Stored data
pub mod container;

pub use container::ServiceContainer;
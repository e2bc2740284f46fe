mod quote;
mod state;
mod swap_error;
mod swap_request;
mod swap_result;
mod swap_side;
mod token;
mod ui_state;

pub use quote::Quote;
pub use state::SwapPhase;
pub use swap_error::{SwapError, ValidationError};
pub use swap_request::{validate_slippage, SwapRequest, MAX_SLIPPAGE_BPS};
pub use swap_result::{SwapOutcome, SwapResult};
pub use swap_side::SwapSide;
pub use token::Asset;
pub use ui_state::{UiState, DEFAULT_SLIPPAGE_BPS};
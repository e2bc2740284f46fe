pub mod di;
pub mod entity;
pub mod interactor;
pub mod presenter;
pub mod settings;
pub mod solana;
pub mod view;

// Re-export commonly used items
pub use di::*;
pub use entity::*;
pub use interactor::*;
pub use presenter::*;
pub use settings::Settings;
pub use view::*;

pub const VERSION: &str = env!("CARGO_PKG_VERSION");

Task details.
From the line with "pub use di::*;" to the final line of the entries above, return every line exactly as written.

Written solution.
pub use di::*;
pub use entity::*;
pub use interactor::*;
pub use presenter::*;
pub use settings::Settings;
pub use view::*;

pub const VERSION: &str = env!("CARGO_PKG_VERSION");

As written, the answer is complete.